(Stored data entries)

//! # diaflow-core - Diagram Compiler & Execution Engine
//!
//! DiaFlow executes user-authored **diagrams**: directed graphs whose
//! nodes are units of work (LLM calls, code execution, HTTP requests,
//! conditionals, file I/O, user prompts) and whose edges carry typed
//! data and control flow. This crate holds the three core subsystems:
//!
//! - **Compiler** - a six-phase pipeline that validates a declarative
//!   diagram, resolves handle references into edges, analyzes the graph
//!   and emits an immutable [`ExecutableDiagram`]
//! - **Engine** - a scheduler that walks the compiled graph honoring
//!   join policies, iteration caps and condition branch gates, driving
//!   node handlers as cooperative async tasks
//! - **Observer fabric** - a pub/sub bus that persists execution state
//!   and fans lifecycle events out to bounded per-subscription queues
//!
//! ## Architecture
//!
//! ```text
//!  DomainDiagram ──▶ DiagramCompiler ──▶ ExecutableDiagram
//!   (declarative)       6 phases            (immutable)
//!                          │                     │
//!                   RuleRegistry ◀───────── ExecutionEngine ──▶ ObserverBus
//!                (legality, transforms)     ready-set walk       │      │
//!                                                │          StateStore  │
//!                                          NodeHandlers      Observer   │
//!                                        (via ServiceRegistry)     Streaming
//!                                                                  queues
//! ```
//!
//! ## Quick Start
//!
//! ```rust,ignore
//! use diaflow_core::{DiagramCompiler, ExecutionEngine, ServiceRegistry};
//! use std::sync::Arc;
//!
//! let compiler = DiagramCompiler::new();
//! let diagram = Arc::new(compiler.compile(&domain)?);
//!
//! let engine = ExecutionEngine::new(diagram, Arc::new(services));
//! let state = engine.run("exec-1").await?;
//! assert!(state.status == diaflow_state::ExecutionStatus::Completed);
//! ```
//!
//! ## Module Organization
//!
//! ### Model
//! - [`domain`] - declarative diagram model (compiler input)
//! - [`handles`] - handle algebra: parse/build/defaults
//! - [`nodes`] - typed node sum and the per-type factory
//! - [`diagram`] - the compiled, immutable artifact
//!
//! ### Compilation
//! - [`compile`] - the six-phase pipeline and the decompiler
//! - [`rules`] - pluggable connection/transform rule registry
//!
//! ### Execution
//! - [`engine`] - scheduler, dispatch loop, built-in handlers
//! - [`memory`] - per-person conversation memory
//! - [`retry`] - backoff policies for transient failures
//! - [`eval`] - built-in condition expression evaluator
//!
//! ### Integration surface
//! - [`services`] - typed service registry and standard keys
//! - [`ports`] - async ports implemented by collaborators
//! - [`events`] - lifecycle events, observers, streaming queues
//! - [`formats`] - Native/Light/Readable serialization
//! - [`storage`] - filesystem-backed diagram storage
//! - [`error`] - error taxonomy

pub mod compile;
pub mod diagram;
pub mod domain;
pub mod engine;
pub mod error;
pub mod eval;
pub mod events;
pub mod formats;
pub mod handles;
pub mod memory;
pub mod nodes;
pub mod ports;
pub mod retry;
pub mod rules;
pub mod services;
pub mod storage;

// Re-export main types
pub use compile::{CompilationPhase, CompilationResult, DiagramCompiler};
pub use diagram::{ExecutableDiagram, ExecutableEdge};
pub use domain::{DomainArrow, DomainDiagram, DomainNode, DomainPerson, NodeType};
pub use engine::{
    EngineOptions, ErrorPolicy, ExecutionContext, ExecutionEngine, HandlerRegistry, NodeHandler,
    NodeOutput,
};
pub use error::{DiagramError, ErrorKind, Result};
pub use events::{
    ExecutionEvent, ExecutionObserver, ObserverBus, StateStoreObserver, StreamingObserver,
};
pub use handles::{build_handle_id, default_handles, parse_handle_id, HandleDirection, HandleLabel};
pub use memory::{ConversationMemory, Message, MessageRole};
pub use nodes::{ContextCleaningRule, ExecutableNode, JoinPolicy, NodeFactory};
pub use retry::{RetryPolicy, RetryState};
pub use rules::{default_registry, RuleCategory, RuleKey, RulePriority, RuleRegistry};
pub use services::{ServiceKey, ServiceRegistry};

// The state model lives in diaflow-state; re-export the common types.
pub use diaflow_state::{
    ExecutionState, ExecutionStatus, InMemoryStateStore, NodeExecutionStatus, SkipReason,
    StateStore, TokenUsage,
};
impl ExecutionState {
    /// Create a fresh execution state in `Pending` status.
    pub fn create(execution_id: impl Into<String>, diagram_id: Option<&str>) -> Self {
        Self {
            execution_id: execution_id.into(),
            diagram_id: diagram_id.map(str::to_string),
            status: ExecutionStatus::Pending,
            node_states: HashMap::new(),
            token_totals: TokenUsage::default(),
            started_at: Utc::now(),
            completed_at: None,
            error: None,
            current_node: None,
        }
    }

    /// Record the node currently being dispatched.
    pub fn set_current_node(&mut self, node_id: impl Into<String>) {
        self.current_node = Some(node_id.into());
    }

    /// Transition a node to `Running` and stamp its start time.
    pub fn mark_node_running(&mut self, node_id: &str) {
        let entry = self.node_states.entry(node_id.to_string()).or_default();
        entry.status = NodeExecutionStatus::Running;
        entry.started_at = Some(Utc::now());
        entry.ended_at = None;
        entry.error = None;
    }

    /// Mark a node as completed, store its output and bump its iteration
    /// counter.
    pub fn mark_node_complete(&mut self, node_id: &str, output: serde_json::Value) {
        let entry = self.node_states.entry(node_id.to_string()).or_default();
        entry.status = NodeExecutionStatus::Completed;
        entry.output = Some(output);
        entry.ended_at = Some(Utc::now());
        entry.iteration_count += 1;
        if self.current_node.as_deref() == Some(node_id) {
            self.current_node = None;
        }
    }

    /// Mark a node as failed with an error message.
    pub fn mark_node_failed(&mut self, node_id: &str, error: impl Into<String>) {
        let entry = self.node_states.entry(node_id.to_string()).or_default();
        entry.status = NodeExecutionStatus::Failed;
        entry.error = Some(error.into());
        entry.ended_at = Some(Utc::now());
        if self.current_node.as_deref() == Some(node_id) {
            self.current_node = None;
        }
    }

    /// Mark a node as skipped with a structured reason.
    ///
    /// The node's last output (if any) is left in place as the passthrough
    /// value for downstream consumers.
    pub fn mark_node_skipped(&mut self, node_id: &str, reason: SkipReason) {
        let entry = self.node_states.entry(node_id.to_string()).or_default();
        entry.status = NodeExecutionStatus::Skipped;
        entry.skip_reason = Some(reason);
        entry.ended_at = Some(Utc::now());
    }

    /// Whether the node has completed at least once.
    pub fn is_node_complete(&self, node_id: &str) -> bool {
        self.node_states
            .get(node_id)
            .map(|s| s.status == NodeExecutionStatus::Completed)
            .unwrap_or(false)
    }

    /// Last output recorded for the node, if any.
    pub fn get_node_output(&self, node_id: &str) -> Option<&serde_json::Value> {
        self.node_states.get(node_id).and_then(|s| s.output.as_ref())
    }

    /// State of a single node, if recorded.
    pub fn node_state(&self, node_id: &str) -> Option<&NodeState> {
        self.node_states.get(node_id)
    }

    /// Accumulate handler-reported token usage into the execution totals
    /// and the node's own tally.
    pub fn update_token_usage(&mut self, node_id: &str, delta: &TokenUsage) {
        self.token_totals.add(delta);
        let entry = self.node_states.entry(node_id.to_string()).or_default();
        entry.token_usage.get_or_insert_with(TokenUsage::default).add(delta);
    }

    /// Transition the execution status, stamping `completed_at` when the
    /// new status is terminal. Transitions out of a terminal status are
    /// ignored and logged.
    pub fn update_status(&mut self, status: ExecutionStatus, error: Option<String>) {
        if self.status.is_terminal() {
            tracing::warn!(
                execution_id = %self.execution_id,
                from = ?self.status,
                to = ?status,
                "ignoring status transition out of terminal state"
            );
            return;
        }
        self.status = status;
        if let Some(err) = error {
            self.error = Some(err);
        }
        if status.is_terminal() {
            self.completed_at = Some(Utc::now());
            self.current_node = None;
        }
    }

    /// Deep copy suitable for persistence or cross-task inspection.
    pub fn snapshot(&self) -> ExecutionState {
        self.clone()
    }
}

Required action: Once the line with "edges carry typed" is found in the records above, print exactly that line and every line after it through the line with "analyzes the graph".

Result for this task:
//! conditionals, file I/O, user prompts) and whose edges carry typed
//! data and control flow. This crate holds the three core subsystems:
//!
//! - **Compiler** - a six-phase pipeline that validates a declarative
//!   diagram, resolves handle references into edges, analyzes the graph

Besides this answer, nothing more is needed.